L’undicesimo grado, storia di Wolfgang Güllich

La carriera di Wolfgang Güllich, fuoriclasse dell'arrampicata, tra imprese estreme e momenti di pura estasi verticale.

Wolfgang Güllich

Nel luglio del 1987 il mensile Alp pubblica la copertina più allucinante della sua storia. La foto di Heinz Zak è già vecchia di qualche mese, ma resta allucinante. Immortala il fuoriclasse tedesco Wolfgang Güllich, a torso nudo e in pantaloncini leopardati, che scala senza corda e senza rete il famoso soffitto di Separate reality in California. Decisamente non è un’immagine per deboli di cuore, valutiamo in redazione, e la proponiamo con il gusto delle cose proibite.

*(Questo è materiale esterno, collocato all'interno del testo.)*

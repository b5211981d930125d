//! Block structure: paragraphs, headings, lists, definition lists, quotes, tables and
//! preformatted regions.

use crate::common::{events, rendered_events, trac_html};
use insta::assert_snapshot;
use pretty_assertions::assert_eq;
use wikitext_parser::dialects::tracwiki;
use wikitext_parser::{BlockType, Event};

#[test]
fn test_paragraphs() {
    let html = trac_html("first para\nnew line\n\nsecond para\n\n\n\n");
    assert_eq!(html, "<p>first para\nnew line</p><p>second para</p>");
}

#[test]
fn test_headings_at_every_level() {
    for level in 1..=6 {
        let delimiter = "=".repeat(level);
        let rest = "\nfirst para\nfirst para line2\n\nsecond para\n\nthird para";
        let body = "<p>first para\nfirst para line2</p><p>second para</p><p>third para</p>";

        let html = trac_html(&format!("{delimiter}heading text{delimiter}{rest}"));
        assert_eq!(
            html,
            format!("<h{level} id=\"headingtext\">heading text</h{level}>{body}")
        );

        let html = trac_html(&format!(
            "{delimiter}heading text{delimiter} #with-id-{level}{rest}"
        ));
        assert_eq!(
            html,
            format!("<h{level} id=\"with-id-{level}\">heading text</h{level}>{body}")
        );

        let html = trac_html(&format!("{delimiter}heading text{delimiter}    {rest}"));
        assert_eq!(
            html,
            format!("<h{level} id=\"headingtext\">heading text</h{level}>{body}")
        );
    }
}

#[test]
fn test_heading_breaking_para() {
    let html = trac_html("=\n== heading ==\npara");
    assert_eq!(html, "<p>=</p><h2 id=\"heading\">heading</h2><p>para</p>");
}

#[test]
fn test_list_unordered() {
    let expected = "<ul><li>a list</li><li>with two lines</li></ul>";
    assert_eq!(trac_html(" * a list\n * with two lines"), expected);
    assert_eq!(trac_html("* a list\n* with two lines"), expected);
    assert_eq!(trac_html("   * a list\n   * with two lines"), expected);
    assert_eq!(trac_html(" - a list\n - with two lines"), expected);
}

#[test]
fn test_list_ordered() {
    let expected = "<ol><li>a list</li><li>with two lines</li></ol>";
    assert_eq!(trac_html(" 1. a list\n 2. with two lines"), expected);
    assert_eq!(trac_html("1. a list\n1. with two lines"), expected);
}

#[test]
fn test_list_ordered_start() {
    assert_eq!(
        trac_html(" 2. with two lines\n 3. three"),
        "<ol start=\"2\"><li>with two lines</li><li>three</li></ol>"
    );
}

#[test]
fn test_list_split_by_blank_line() {
    assert_eq!(
        trac_html(" 1. first\n\n 2. second"),
        "<ol><li>first</li></ol><ol start=\"2\"><li>second</li></ol>"
    );
}

#[test]
fn test_list_nested() {
    assert_eq!(
        trac_html("* Apples\n  * Sauce\n  * Juice\n* Oranges\n* Grapes"),
        "<ul><li>Apples<ul><li>Sauce</li><li>Juice</li></ul></li><li>Oranges</li><li>Grapes</li></ul>"
    );
    assert_eq!(
        trac_html(" 1. a list\n  * nested\n  * nested2\n 1. level1\n\npara"),
        "<ol><li>a list<ul><li>nested</li><li>nested2</li></ul></li><li>level1</li></ol><p>para</p>"
    );
    assert_eq!(
        trac_html(" 1. a\n  1. nested\n 1. level1"),
        "<ol><li>a<ol><li>nested</li></ol></li><li>level1</li></ol>"
    );
}

#[test]
fn test_list_kind_change_at_top_level() {
    assert_eq!(
        trac_html("   1. one\n   * two"),
        "<ol><li>one</li></ol><ul><li>two</li></ul>"
    );
}

#[test]
fn test_list_kind_change_when_nested() {
    assert_eq!(
        trac_html(" * a\n   1. one\n   - two"),
        "<ul><li>a<ol><li>one</li></ol><ul><li>two</li></ul></li></ul>"
    );
}

#[test]
fn test_list_continuation_lines() {
    assert_eq!(
        trac_html(" * an item\n   with 2 lines\n * other\n second line\n * ok?\nAnd a new paragraph"),
        "<ul><li>an item with 2 lines</li><li>other second line</li><li>ok?</li></ul><p>And a new paragraph</p>"
    );
    assert_eq!(
        trac_html("- an item\ncreate paragraph\n- try\n this\n again\n- it\n  is working\n- ok?"),
        "<ul><li>an item</li></ul><p>create paragraph</p><ul><li>try this again</li><li>it is working</li><li>ok?</li></ul>"
    );
    assert_eq!(
        trac_html("    1. item1\n       more\n       lines\n    1. item2"),
        "<ol><li>item1 more lines</li><li>item2</li></ol>"
    );
}

#[test]
fn test_list_overindented_continuation_becomes_quote() {
    assert_eq!(
        trac_html("1. item1\n    wrong: create a quote\n1. item2"),
        "<ol><li>item1</li></ol><blockquote><p>wrong: create a quote</p></blockquote><ol><li>item2</li></ol>"
    );
}

#[test]
fn test_definition_list() {
    assert_eq!(
        trac_html(" item1:: foo.\n item2:: bar.\n"),
        "<dl><dt>item1</dt><dd>foo.</dd><dt>item2</dt><dd>bar.</dd></dl>"
    );
}

#[test]
fn test_definition_list_multiline() {
    assert_eq!(
        trac_html(" first important term:: this\n                        is important\n second term::\n is not important."),
        "<dl><dt>first important term</dt><dd>this is important</dd><dt>second term</dt><dd>is not important.</dd></dl>"
    );
    assert_eq!(
        trac_html("    lorem:: ipsum\n           dolore\n and enough indentation\n    remlo::      relodo"),
        "<dl><dt>lorem</dt><dd>ipsum dolore and enough indentation</dd><dt>remlo</dt><dd>relodo</dd></dl>"
    );
}

#[test]
fn test_definition_list_requires_indentation() {
    let html = trac_html("this:: is\nnot a list\nspace::\nis required.");
    assert!(!html.contains("<dl>"));
    assert!(!html.contains("<dt>"));
    assert!(!html.contains("<dd>"));
}

#[test]
fn test_definition_list_and_paragraph() {
    let html = trac_html(" a:: 1\n 2\nparagraph\n\n b::\n 3\n \n 4\n\n x");
    assert!(html.contains("<dl><dt>a</dt><dd>1 2</dd></dl>"));
    assert!(html.contains("<p>paragraph</p>"));
    assert!(html.contains("<dl><dt>b</dt><dd>3 4</dd></dl>"));
}

#[test]
fn test_preformatted() {
    let expected = "<p>first para</p><pre>\tpreformatted text\n\nspanning multilple lines\n</pre><p>second para</p>";
    assert_eq!(
        trac_html("first para\n\n{{{\n\tpreformatted text\n\nspanning multilple lines\n}}}\nsecond para"),
        expected
    );
    assert_eq!(
        trac_html("first para\n{{{\n\tpreformatted text\n\nspanning multilple lines\n}}}\nsecond para"),
        expected
    );
}

#[test]
fn test_preformatted_content_is_verbatim() {
    assert_eq!(
        trac_html("{{{\n'''not bold''' #1 WikiWord\n}}}"),
        "<pre>'''not bold''' #1 WikiWord\n</pre>"
    );
}

#[test]
fn test_preformatted_with_processor_becomes_code() {
    assert_eq!(
        trac_html("{{{\n#!python\nprint('hi')\n}}}"),
        "<pre><code class=\"language-python\">print('hi')\n</code></pre>"
    );
    assert_eq!(
        trac_html("{{{#!sh\nls\n}}}"),
        "<pre><code class=\"language-sh\">ls\n</code></pre>"
    );
}

#[test]
fn test_unterminated_preformatted_runs_to_end() {
    assert_eq!(trac_html("{{{\ncode"), "<pre>code\n</pre>");
}

#[test]
fn test_quote_block() {
    assert_eq!(
        trac_html(">> second level\n>> second level line 2\n> first level\nnew para\n"),
        "<blockquote><blockquote><p>second level<br>second level line 2</p></blockquote><p>first level</p></blockquote><p>new para</p>"
    );
}

#[test]
fn test_quote_block_following_para() {
    assert_eq!(
        trac_html("normal para\n> quoted\nnew para\n"),
        "<p>normal para</p><blockquote><p>quoted</p></blockquote><p>new para</p>"
    );
    assert_eq!(
        trac_html("normal para\n  quoted\n  first level\nnew para\n"),
        "<p>normal para</p><blockquote><p>quoted<br>first level</p></blockquote><p>new para</p>"
    );
}

#[test]
fn test_table_block() {
    assert_eq!(
        trac_html("normal para\n||a table||row with three||columns||\n||another||row||||\nnew para\n"),
        "<p>normal para</p><table><tr><td>a table</td><td>row with three</td><td>columns</td></tr><tr><td>another</td><td>row</td><td></td></tr></table><p>new para</p>"
    );
}

#[test]
fn test_table_header_cells() {
    let events = events(&tracwiki::language(), "||= Name =||value||");
    assert!(events.contains(&Event::begin_block(BlockType::TableHeader)));
    assert!(events.contains(&Event::characters("Name")));
}

#[test]
fn test_event_stream_for_nested_list() {
    assert_snapshot!(rendered_events(&tracwiki::language(), " 2. two\n   * sub"), @r###"
    begin_document()
    begin_block(NumericList, start="2")
    begin_block(ListItem)
    characters("two")
    begin_block(BulletedList)
    begin_block(ListItem)
    characters("sub")
    end_block()
    end_block()
    end_block()
    end_block()
    end_document()
    "###);
}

Güllich era un ragazzo timido e gentile, tutto il contrario dell’aspirante suicida. Portava capelli folti e neri tagliati alla paggetto e si era ritirato dalle gare di Bardonecchia del 1985 perché non sapeva esibirsi davanti alle folle: “Una massa di gente fa cerchio intorno a me, mi scruta da rigida distanza. Penso che è lo stesso tipo di relazione che c’è tra le scimmie e i visitatori dello zoo”. Güllich aveva un talento sconfinato per la scalata e sapeva guardare molto lontano. 

 

L’esperienza in Yosemite

Nell’ottobre del 1986, soggiornando per un certo tempo all’accampamento dei climber della Yosemite Valley, aveva atteso l’ispirazione e l’attimo per entrare nella realtà separata. L’ispirazione non arrivava e lui fremeva, finché un giorno, quando ormai pensava seriamente di rinunciare, aveva raccolto la calma necessaria ad annullare i duecento metri di precipizio che separano il tetto orizzontale di Separate dal torrente giù in fondo, il Merced River, concentrandosi sulla fessura di Ron Kauk fino al punto da farla sua:

“Ora non c’è più la paura che paralizza, che è come un’oppressione che ti pervade. Ho raccolto tutte le informazioni sulla via, conosco esattamente ogni movimento e l’impegno che mi richiederà. Solo movimenti perfetti, non è concesso nessun errore… Sono tranquillo, un ultimo controllo prima della partenza e mi stacco. La roccia mi fa una fredda accoglienza, le mani devono aderire perfettamente e non devono sudare. I nervi sono saldi, la concentrazione è totale… Punto tutte le mie forze sulla concentrazione, ogni mossa, ogni metro è calcolato. Salendo mi trovo appeso nel vuoto, senza spinta, ma non mi arrendo e vado avanti”.

 

L’undicesimo grado

L’amico fotografo Heinz Zak racconta: “All’inizio non volevo assolutamente scattare fotografie. Ovviamente a me non poteva succedere nulla, ma immaginate se avessi guardato attraverso le lenti e avessi visto Wolfgang cadere davanti ai miei occhi. Pensieri come quello possono farti ammalare… Era come se fosse attraversato dalla corrente e tremava per l’eccitazione. Salì sulla via senza riscaldamento, senza averla neanche scalata prima con una corda. Fece i sette metri verticali iniziali, poi fu in un altro mondo”.

Nel 1991 Güllich sale la via Action Directe in Frankenjura e firma il primo undicesimo grado della storia: 9a nella scala francese! Poi viene la montagna. Wolfgang non è nato alpinista, ma a trent’anni vuole misurarsi con le grandi pareti e sceglie le più lontane e severe, alla sua maniera, in mezzo ai venti e ai ghiacci della Patagonia. Nel gennaio del 1991 affronta con Bernd Arnold, Peter Dittrich, Norbert Bätz e Kurt Albert l’incredibile Viaggio in nessun luogo sulla parete est della Torre Centrale del Paine, una durissima scalata granitica affrontata e risolta in stile tradizionale e con alto dispendio di energie. Dopo l’apertura dell’itinerario prova a scalare in arrampicata libera i trentasei tiri di corda del Viaggio, superando difficoltà superiori al nono grado (7c in scala francese).

Il “debuttante” Wolfgang, che morirà l’anno successivo in un incidente d’auto, rimane estasiato dall’esperienza patagonica: “All’improvviso inizia a soffiare vento da sud. È un segno di bel tempo e un miracolo per la Patagonia. È raro come i passaggi della cometa di Halley che si può vedere soltanto ogni 75 anni... I passaggi che nei giorni e nelle settimane passate richiedevano ore e ore, adesso li superiamo giocando in pochi minuti. Mi trovo in una vera e propria estasi da arrampicata e così l’enorme soffitto ci riesce al secondo tentativo e i punti chiave dell’artificiale al terzo. Al crepuscolo è già tutto finito”.